Retratos Bíblicos: Abraão (1)

Meus leitores já sabem que eu amo séries. E que momento seria melhor para uma nova série do que esses meses de verão, quando terminaram os festivais bíblicos da primavera, e as grandes festas ainda não chegaram? Portanto, hoje vamos começar a desenhar um novo retrato bíblico de um herói bíblico muito antigo —Abraão—.

O navegador de Deus

«Ora disse o Senhor a Abrão:
“Sai da tua terra,
Da tua parentela
E da casa de teu pai,
E vai para a terra que te mostrarei.
De ti farei uma grande nação;
E te abençoarei
E te engrandecerei o nome;
Se tu uma bênção.
Abençoarei os que te abençoarem,
E amaldiçoarei os que te amaldiçoarem;
Em ti serão benditas todas as famílias da terra”». [1]

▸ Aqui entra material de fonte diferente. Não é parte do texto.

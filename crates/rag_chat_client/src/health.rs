//! Recurring service health probe. Runs from session start until stopped;
//! the only state it touches is `SessionState::server_online`.

use std::sync::{Arc, Mutex};
use std::time::Duration;

use tokio::task::JoinHandle;

use crate::client::ApiClient;
use crate::session::SessionState;

/// Handle to the background probe task. Stopping (or dropping) the monitor
/// cancels the task; no probe outcome is applied afterwards.
pub struct HealthMonitor {
    handle: JoinHandle<()>,
}

impl HealthMonitor {
    /// Probe immediately, then every `interval`, writing each outcome to
    /// `state`. `interval` must be non-zero.
    pub fn start(api: ApiClient, state: Arc<Mutex<SessionState>>, interval: Duration) -> Self {
        let handle = tokio::spawn(async move {
            let mut ticker = tokio::time::interval(interval);
            loop {
                ticker.tick().await;
                let online = api.health_check().await;
                let mut state = state.lock().expect("session state lock poisoned");
                if state.is_server_online() != online {
                    tracing::debug!(online, "server availability changed");
                }
                state.set_server_online(online);
            }
        });
        Self { handle }
    }

    /// Cancel the recurring probe.
    pub fn stop(&self) {
        self.handle.abort();
    }
}

impl Drop for HealthMonitor {
    fn drop(&mut self) {
        self.handle.abort();
    }
}
//! HTTP client for the answer service: question submission and health check.

use crate::messages::{AnswerResponse, QuestionRequest};

/// HTTP client bound to one service base URL. The base URL is runtime
/// configuration (see `config`), never a compiled-in constant.
#[derive(Debug, Clone)]
pub struct ApiClient {
    http: reqwest::Client,
    base_url: String,
}

impl ApiClient {
    pub fn new(base_url: &str) -> Self {
        Self {
            http: reqwest::Client::new(),
            base_url: base_url.trim_end_matches('/').to_string(),
        }
    }

    pub fn base_url(&self) -> &str {
        &self.base_url
    }

    /// Submit one question: POST {base}/process-question with a JSON body.
    /// Non-success statuses and bodies that do not decode as
    /// `AnswerResponse` are errors.
    pub async fn ask(&self, question: &str) -> Result<AnswerResponse, ApiError> {
        let url = format!("{}/process-question", self.base_url);
        let response = self
            .http
            .post(&url)
            .json(&QuestionRequest { question })
            .send()
            .await?
            .error_for_status()?;
        Ok(response.json::<AnswerResponse>().await?)
    }

    /// Probe GET {base}/health-check. True iff a response with a success
    /// status arrived; transport failures and error statuses both read as
    /// offline.
    pub async fn health_check(&self) -> bool {
        let url = format!("{}/health-check", self.base_url);
        match self.http.get(&url).send().await {
            Ok(response) => response.status().is_success(),
            Err(_) => false,
        }
    }
}

/// Request error. The controller treats every variant the same; the split
/// exists for diagnostics.
#[derive(Debug)]
pub enum ApiError {
    /// DNS, connection, or timeout failure before a status was received.
    Transport(String),
    /// Response arrived with a non-success status.
    Status(u16),
    /// Response body did not decode as the expected shape.
    Decode(String),
}

impl std::fmt::Display for ApiError {
    fn fmt(&self, f: &mut std::fmt::Formatter<'_>) -> std::fmt::Result {
        match self {
            ApiError::Transport(s) => write!(f, "transport error: {}", s),
            ApiError::Status(code) => write!(f, "server returned status {}", code),
            ApiError::Decode(s) => write!(f, "unexpected response shape: {}", s),
        }
    }
}

impl std::error::Error for ApiError {}

impl From<reqwest::Error> for ApiError {
    fn from(e: reqwest::Error) -> Self {
        if let Some(status) = e.status() {
            ApiError::Status(status.as_u16())
        } else if e.is_decode() {
            ApiError::Decode(e.to_string())
        } else {
            ApiError::Transport(e.to_string())
        }
    }
}
//! Chat client library for the RAG answer service (config, HTTP protocol,
//! session state, submission control, health probing).
//! Used by the `rag-chat` terminal front-end.

pub mod client;
pub mod config;
pub mod controller;
pub mod health;
pub mod messages;
pub mod session;

pub use client::{ApiClient, ApiError};
pub use config::{default_config_path, ApiSection, Config, ConfigError, ProbeSection};
pub use controller::{ChatController, CONNECT_FAILURE_MESSAGE};
pub use health::HealthMonitor;
pub use messages::{AnswerResponse, AnsweredQuery, EvidenceChunk, EvidenceItem, QuestionRequest};
pub use session::{Sender, SessionState, TranscriptEntry};
//! Serde helpers for the human-facing configuration values: durations and
//! boolean control flags.

use serde::de::{self, Visitor};
use serde::{Deserializer, Serializer};
use std::{fmt, time::Duration};

/// Parse a control flag. Accepts `true`/`false` in any letter case,
/// surrounding whitespace ignored.
pub fn parse_flag(value: &str) -> Result<bool, String> {
    let trimmed = value.trim();
    if trimmed.eq_ignore_ascii_case("true") {
        Ok(true)
    } else if trimmed.eq_ignore_ascii_case("false") {
        Ok(false)
    } else {
        Err(format!("Invalid flag '{value}': expected 'true' or 'false'"))
    }
}

/// Control flags arrive either as TOML booleans or as strings
pub mod flag {
    use super::*;

    pub fn serialize<S>(value: &bool, serializer: S) -> Result<S::Ok, S::Error>
    where
        S: Serializer,
    {
        serializer.serialize_bool(*value)
    }

    pub fn deserialize<'de, D>(deserializer: D) -> Result<bool, D::Error>
    where
        D: Deserializer<'de>,
    {
        struct FlagVisitor;

        impl<'de> Visitor<'de> for FlagVisitor {
            type Value = bool;

            fn expecting(&self, formatter: &mut fmt::Formatter) -> fmt::Result {
                formatter.write_str("a boolean or the string 'true'/'false'")
            }

            fn visit_bool<E>(self, value: bool) -> Result<Self::Value, E>
            where
                E: de::Error,
            {
                Ok(value)
            }

            fn visit_str<E>(self, value: &str) -> Result<Self::Value, E>
            where
                E: de::Error,
            {
                parse_flag(value).map_err(de::Error::custom)
            }
        }

        deserializer.deserialize_any(FlagVisitor)
    }
}

/// Custom serde functions for Duration that support human-readable strings
pub mod duration {
    use super::*;

    pub fn serialize<S>(duration: &Duration, serializer: S) -> Result<S::Ok, S::Error>
    where
        S: Serializer,
    {
        let duration_str = humantime::format_duration(*duration).to_string();
        serializer.serialize_str(&duration_str)
    }

    pub fn deserialize<'de, D>(deserializer: D) -> Result<Duration, D::Error>
    where
        D: Deserializer<'de>,
    {
        struct DurationVisitor;

        impl<'de> Visitor<'de> for DurationVisitor {
            type Value = Duration;

            fn expecting(&self, formatter: &mut fmt::Formatter) -> fmt::Result {
                formatter.write_str("a duration as seconds (number) or human-readable string (e.g., '30s', '10m')")
            }

            fn visit_u64<E>(self, seconds: u64) -> Result<Self::Value, E>
            where
                E: de::Error,
            {
                Ok(Duration::from_secs(seconds))
            }

            fn visit_i64<E>(self, seconds: i64) -> Result<Self::Value, E>
            where
                E: de::Error,
            {
                u64::try_from(seconds)
                    .map(Duration::from_secs)
                    .map_err(|_| de::Error::custom(format!("Negative duration: {seconds}")))
            }

            fn visit_str<E>(self, value: &str) -> Result<Self::Value, E>
            where
                E: de::Error,
            {
                humantime::parse_duration(value)
                    .map_err(|e| de::Error::custom(format!("Invalid duration '{value}': {e}")))
            }
        }

        deserializer.deserialize_any(DurationVisitor)
    }
}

Vocês já tentaram localizar um objeto no GPS ou em qualquer outro dispositivo de navegação? Vocês veem um ponto vermelho piscando na telinha. Normalmente, vocês estão interessados na «street view» (vista da rua), mas também podem fazer zoom (aumentar ou diminuir) da vista da rua da vista da cidade, da vista do estado, da vista nacional e, finalmente, da vista do mundo. Vocês ainda verão o mesmo ponto vermelho intermitente, mas agora está situado no mapa de uma cidade, um país ou no mapa do mundo inteiro. Algo semelhante está acontecendo aqui. Ao lermos os três primeiros versículos deste capítulo, podemos observar Deus se afastando da casa onde mora uma determinada família. À medida que ele se afasta, vemos os descendentes desta única família se tornarem uma grande nação, e então vemos toda a vista do mundo, onde esta família alcançou todas as famílias da terra.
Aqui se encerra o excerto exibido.